_Problem details_
If a line in the listing below contains "full", return that line.

== Supplied records

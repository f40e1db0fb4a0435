//! Venue-neutral order, fill and position types.

use chrono::{DateTime, Utc};
use rust_decimal::Decimal;
use serde::{Deserialize, Serialize};
use std::fmt;

/// Tradable instrument with its price and quantity granularity.
#[derive(Debug, Clone, PartialEq, Eq, Serialize, Deserialize)]
pub struct Instrument {
    pub symbol: String,
    /// Minimum price increment
    pub tick_size: Decimal,
    /// Minimum quantity increment
    pub size_increment: Decimal,
}

impl Instrument {
    pub fn new(symbol: impl Into<String>, tick_size: Decimal, size_increment: Decimal) -> Self {
        Self {
            symbol: symbol.into(),
            tick_size,
            size_increment,
        }
    }
}

/// Order side (buy or sell).
#[derive(Debug, Clone, Copy, PartialEq, Eq, Hash, Serialize, Deserialize)]
#[serde(rename_all = "UPPERCASE")]
pub enum OrderSide {
    Buy,
    Sell,
}

impl OrderSide {
    pub fn opposite(self) -> Self {
        match self {
            OrderSide::Buy => OrderSide::Sell,
            OrderSide::Sell => OrderSide::Buy,
        }
    }

    /// +1 for buys, -1 for sells.
    pub fn sign(self) -> Decimal {
        match self {
            OrderSide::Buy => Decimal::ONE,
            OrderSide::Sell => Decimal::NEGATIVE_ONE,
        }
    }

    /// Side that closes a signed position.
    pub fn closing(position: Decimal) -> Self {
        if position > Decimal::ZERO {
            OrderSide::Sell
        } else {
            OrderSide::Buy
        }
    }
}

impl fmt::Display for OrderSide {
    fn fmt(&self, f: &mut fmt::Formatter<'_>) -> fmt::Result {
        match self {
            OrderSide::Buy => write!(f, "BUY"),
            OrderSide::Sell => write!(f, "SELL"),
        }
    }
}

/// Execution style of a leg order.
#[derive(Debug, Clone, Copy, PartialEq, Eq, Serialize, Deserialize)]
#[serde(rename_all = "snake_case")]
pub enum OrderKind {
    ImmediateOrCancel,
    Market,
    PostOnly,
}

/// One leg order attempt. Immutable once built.
#[derive(Debug, Clone, PartialEq, Serialize)]
pub struct LegOrderRequest {
    pub instrument: Instrument,
    pub side: OrderSide,
    pub quantity: Decimal,
    pub kind: OrderKind,
    pub price_hint: Option<Decimal>,
    pub client_order_id: String,
}

impl LegOrderRequest {
    pub fn new(
        instrument: Instrument,
        side: OrderSide,
        quantity: Decimal,
        kind: OrderKind,
        client_order_id: impl Into<String>,
    ) -> Self {
        Self {
            instrument,
            side,
            quantity,
            kind,
            price_hint: None,
            client_order_id: client_order_id.into(),
        }
    }

    pub fn with_price_hint(mut self, price: Decimal) -> Self {
        self.price_hint = Some(price);
        self
    }

    /// Same order re-priced for a resubmission.
    pub fn repriced(&self, price: Decimal, attempt: u32) -> Self {
        let mut next = self.clone();
        next.price_hint = Some(price);
        next.client_order_id = format!("{}-r{}", self.client_order_id, attempt);
        next
    }
}

/// Terminal status of a leg order.
#[derive(Debug, Clone, Copy, PartialEq, Eq, Serialize, Deserialize)]
#[serde(rename_all = "SCREAMING_SNAKE_CASE")]
pub enum FillStatus {
    Filled,
    PartiallyFilled,
    Expired,
    Rejected,
}

/// Outcome of one leg order. `filled_quantity` is never negative; the sign lives in `side`.
#[derive(Debug, Clone, PartialEq, Serialize)]
pub struct LegOrderResult {
    pub success: bool,
    pub order_id: Option<String>,
    pub side: OrderSide,
    pub filled_quantity: Decimal,
    pub average_price: Option<Decimal>,
    pub status: FillStatus,
    pub fee: Decimal,
    pub error: Option<String>,
}

impl LegOrderResult {
    /// A fill (full or partial) reported by the venue.
    pub fn filled(
        order_id: impl Into<String>,
        side: OrderSide,
        requested: Decimal,
        filled_quantity: Decimal,
        average_price: Decimal,
        fee: Decimal,
    ) -> Self {
        let status = if filled_quantity >= requested {
            FillStatus::Filled
        } else if filled_quantity > Decimal::ZERO {
            FillStatus::PartiallyFilled
        } else {
            FillStatus::Expired
        };
        Self {
            success: filled_quantity > Decimal::ZERO,
            order_id: Some(order_id.into()),
            side,
            filled_quantity,
            average_price: (filled_quantity > Decimal::ZERO).then_some(average_price),
            status,
            fee,
            error: None,
        }
    }

    /// A failed attempt with nothing filled.
    pub fn failed(side: OrderSide, status: FillStatus, error: impl Into<String>) -> Self {
        Self {
            success: false,
            order_id: None,
            side,
            filled_quantity: Decimal::ZERO,
            average_price: None,
            status,
            fee: Decimal::ZERO,
            error: Some(error.into()),
        }
    }

    pub fn has_fill(&self) -> bool {
        self.filled_quantity > Decimal::ZERO
    }

    /// Signed position change produced by this fill.
    pub fn signed_fill(&self) -> Decimal {
        self.side.sign() * self.filled_quantity
    }

    pub fn notional(&self) -> Decimal {
        self.average_price.unwrap_or(Decimal::ZERO) * self.filled_quantity
    }
}

/// Top of book.
#[derive(Debug, Clone, Copy, PartialEq, Eq)]
pub struct BestBidOffer {
    pub bid: Decimal,
    pub ask: Decimal,
}

impl BestBidOffer {
    pub fn mid(&self) -> Decimal {
        (self.bid + self.ask) / Decimal::TWO
    }

    /// Price an aggressive order on `side` would cross at.
    pub fn touch(&self, side: OrderSide) -> Decimal {
        match side {
            OrderSide::Buy => self.ask,
            OrderSide::Sell => self.bid,
        }
    }
}

/// Expected execution slippage for a quantity.
#[derive(Debug, Clone, Copy, PartialEq, Eq)]
pub enum SlippageEstimate {
    Bps(Decimal),
    /// No depth data available.
    Unknown,
}

/// Answer to "can this quantity be exited within the slippage bound".
#[derive(Debug, Clone, Copy, PartialEq, Eq)]
pub struct ExitCapacity {
    pub can_exit: bool,
    pub max_quantity: Decimal,
}

/// Origin of a position reading.
#[derive(Debug, Clone, Copy, PartialEq, Eq, Serialize, Deserialize)]
#[serde(rename_all = "lowercase")]
pub enum PositionSource {
    /// Fast venue-side cache; advisory only.
    Cached,
    /// Polled from the venue's account endpoint; the only input to risk decisions.
    Authoritative,
}

/// Signed position in one instrument.
#[derive(Debug, Clone, PartialEq, Serialize)]
pub struct Position {
    pub symbol: String,
    pub quantity: Decimal,
    pub source: PositionSource,
    pub timestamp: DateTime<Utc>,
}

impl Position {
    pub fn new(symbol: impl Into<String>, quantity: Decimal, source: PositionSource) -> Self {
        Self {
            symbol: symbol.into(),
            quantity,
            source,
            timestamp: Utc::now(),
        }
    }

    pub fn is_dust(&self, tolerance: Decimal) -> bool {
        self.quantity.abs() <= tolerance
    }
}

#[cfg(test)]
mod tests {
    use super::*;
    use rust_decimal_macros::dec;

    #[test]
    fn test_filled_result_status() {
        let full = LegOrderResult::filled("1", OrderSide::Buy, dec!(1), dec!(1), dec!(100), dec!(0));
        assert_eq!(full.status, FillStatus::Filled);
        assert!(full.success);

        let partial =
            LegOrderResult::filled("2", OrderSide::Sell, dec!(1), dec!(0.4), dec!(100), dec!(0));
        assert_eq!(partial.status, FillStatus::PartiallyFilled);
        assert_eq!(partial.signed_fill(), dec!(-0.4));

        let none = LegOrderResult::filled("3", OrderSide::Buy, dec!(1), dec!(0), dec!(100), dec!(0));
        assert_eq!(none.status, FillStatus::Expired);
        assert!(!none.success);
        assert_eq!(none.average_price, None);
    }

    #[test]
    fn test_closing_side() {
        assert_eq!(OrderSide::closing(dec!(0.5)), OrderSide::Sell);
        assert_eq!(OrderSide::closing(dec!(-0.5)), OrderSide::Buy);
    }

    #[test]
    fn test_bbo_touch() {
        let bbo = BestBidOffer {
            bid: dec!(99),
            ask: dec!(101),
        };
        assert_eq!(bbo.mid(), dec!(100));
        assert_eq!(bbo.touch(OrderSide::Buy), dec!(101));
        assert_eq!(bbo.touch(OrderSide::Sell), dec!(99));
    }
}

====

_Result of the exercise_
    /// A fill (full or partial) reported by the venue.
        let full = LegOrderResult::filled("1", OrderSide::Buy, dec!(1), dec!(1), dec!(100), dec!(0));
        assert_eq!(full.status, FillStatus::Filled);
        assert!(full.success);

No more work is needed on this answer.